By: Staff Writer
June 21, 2022
Prime Minister of Barbados, Mia Mottley, said at a joint press conference with the International Monetary Fund’s managing director that without the fund Barbados would “never” have been able to stand as it is today.
Ms Mottley, speaking at a joint press conference with Kristalina Georgieva, the IMF’s MD, said: “The IMF has worked with us in a very cooperative manner, in taking a home-grown program, and ensuring that that home-grown program, which we designed, which I typically styled at the very beginning to the then managing director, Madame (Christine) Lagarde as one that needed to have something that would allow our people to have a little breakfast, before they went on a long journey has worked for us, if we had come to the point of fighting the pandemic in January/February 2020, without having done the reform measures that we had undertaken between June 2018, and then we would never have been able to be standing today as we are now.”
On October 1, 2018, the Executive Board of the IMF approved a four-year Extended Arrangement under the Extended Fund Facility (EFF) for Barbados for US$290m. The Board’s decision enables the authorities to purchase about US$49m immediately. The remainder was supposed to be available upon successful completion of seven semi-annual reviews. The EFF was augmented in 2020 to bring the value of the EFF to US$464m which would allow Barbados to purchase US$94m to “accommodate the shock” of the COVID-19 pandemic.
Barbados apparently “needed” this support because of the mountain of debt Ms Mottley said she met when she came to office. Without question Barbados was sinking deep into debt, but the jury is still out on if this IMF programme actually alleviated the problem of high deficits and debt or just masked over the COVID-19 shock for the time being.
It is of the view that no IMF loan programme could help a flagging economy that does not produce more than it consumes. What ends up happening is more debt and more bureaucrats telling you what to do in your own country.

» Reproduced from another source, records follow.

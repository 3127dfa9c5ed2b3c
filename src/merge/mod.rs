//! Reassembly of per-unit completion outputs into one stage artifact.

use regex::Regex;
use serde_json::Value;
use std::sync::LazyLock;
use tracing::warn;

use crate::error::{DigestError, Result};
use crate::segment::Segment;

/// Stand-in for a chunk whose completion carried no content.
pub const MISSING_CONTENT_PLACEHOLDER: &str = "没有找到 'content' 字段";

/// Heading that opens the chapter overview section.
pub const OVERVIEW_START: &str = "### 章节速览";

/// Heading of the section that follows the chapter overview.
pub const OVERVIEW_END: &str = "### 要点回顾";

static ENUMERATOR_RE: LazyLock<Regex> =
    LazyLock::new(|| Regex::new(r"\n\d+\.\s").expect("enumerator regex"));

/// Drop every line that is empty after trimming.
pub fn remove_blank_lines(text: &str) -> String {
    text.split('\n')
        .filter(|line| !line.trim().is_empty())
        .collect::<Vec<_>>()
        .join("\n")
}

/// Join per-chunk outputs in chunk order and strip blank lines.
///
/// Outputs may arrive in any order; they are keyed by chunk index. A chunk
/// without content contributes [`MISSING_CONTENT_PLACEHOLDER`].
pub fn merge_chunk_outputs(mut outputs: Vec<(usize, Option<String>)>) -> String {
    outputs.sort_by_key(|(index, _)| *index);

    let joined = outputs
        .into_iter()
        .map(|(index, output)| {
            output.unwrap_or_else(|| {
                warn!("Chunk {} returned no content, using placeholder", index + 1);
                MISSING_CONTENT_PLACEHOLDER.to_string()
            })
        })
        .collect::<Vec<_>>()
        .join("\n");

    remove_blank_lines(&joined)
}

/// Byte range of the overview section: from the start heading up to the end
/// heading, or to the end of text when the end heading is missing.
fn overview_span(content: &str) -> Option<(usize, usize)> {
    let start = content.find(OVERVIEW_START)?;
    let body_start = start + OVERVIEW_START.len();
    let end = content[body_start..]
        .find(OVERVIEW_END)
        .map(|i| body_start + i)
        .unwrap_or(content.len());
    Some((start, end))
}

/// Per-chapter blocks of the overview section, at most `max` of them.
///
/// Only enumerated blocks count; any lead-in text between the heading and
/// the first `N. ` line is dropped.
pub fn extract_chapter_blocks(content: &str, max: usize) -> Vec<String> {
    let Some((start, end)) = overview_span(content) else {
        return Vec::new();
    };
    let body = &content[start + OVERVIEW_START.len()..end];

    // Every enumerator is preceded by a newline, so the first piece is
    // always whatever sits before chapter 1.
    ENUMERATOR_RE
        .split(body)
        .skip(1)
        .map(str::trim)
        .filter(|block| !block.is_empty())
        .take(max)
        .map(str::to_string)
        .collect()
}

/// Rewrite the chapter overview so each block carries the time range of
/// the matching segment.
///
/// Surplus blocks are dropped; when there are fewer blocks than segments
/// only the blocks present are used. Text outside the overview section is
/// left as is. Without an overview section the content is returned as is.
pub fn splice_chapter_overview(content: &str, segments: &[Segment]) -> String {
    let Some((start, end)) = overview_span(content) else {
        return content.to_string();
    };

    let blocks = extract_chapter_blocks(content, segments.len());
    if blocks.is_empty() {
        return content.to_string();
    }
    if blocks.len() < segments.len() {
        warn!(
            "Chapter overview has {} blocks for {} segments",
            blocks.len(),
            segments.len()
        );
    }

    let rebuilt = blocks
        .iter()
        .zip(segments)
        .enumerate()
        .map(|(i, (block, segment))| {
            format!("{}. 时间段 {}：\n{}", i + 1, segment.clock_range(), block)
        })
        .collect::<Vec<_>>()
        .join("\n\n");

    format!(
        "{}{OVERVIEW_START}\n\n{rebuilt}\n\n{}",
        &content[..start],
        &content[end..]
    )
}

/// Parse completion content as JSON, falling back to `{"summary": content}`.
pub fn parse_structured(content: &str) -> Value {
    serde_json::from_str(content).unwrap_or_else(|_| serde_json::json!({ "summary": content }))
}

/// Parse completion content as JSON with no fallback.
pub fn parse_structured_strict(content: &str) -> Result<Value> {
    serde_json::from_str(content).map_err(DigestError::MalformedStructuredOutput)
}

What is lacking in Barbados is a clear sign of new vistas on the economic front. What are the new economic drivers? This is clearly missing from the IMF programme, however, the reforms- if taken seriously- may help with regard to stamping out some of the fiscal wastage, but this would only be at the margins.
While thanking MD Georgieva for “unlocking” over $650bn in special drawing rights for countries to help fight this pandemic, Ms Mottley added: “And now, the further battle which is of major importance to us in this region, that of the establishment of the resilience and sustainability trusts, which for the first time, substantially lengthens the length of time that you will lend money to our people for to our countries for with a grace period that is substantially longer than anything that we’ve seen before.”
She continued, “And let me be more specific, that we will now be able to access 20 year money with a 10 and a half year grace period, during which we would not have to pay or service the debt.
“That is an unparalleled in our experience, and that it is also available to middle income countries like Barbados in the Bahamas, who have been locked out of concessional development capital for the majority of the last 30 years.”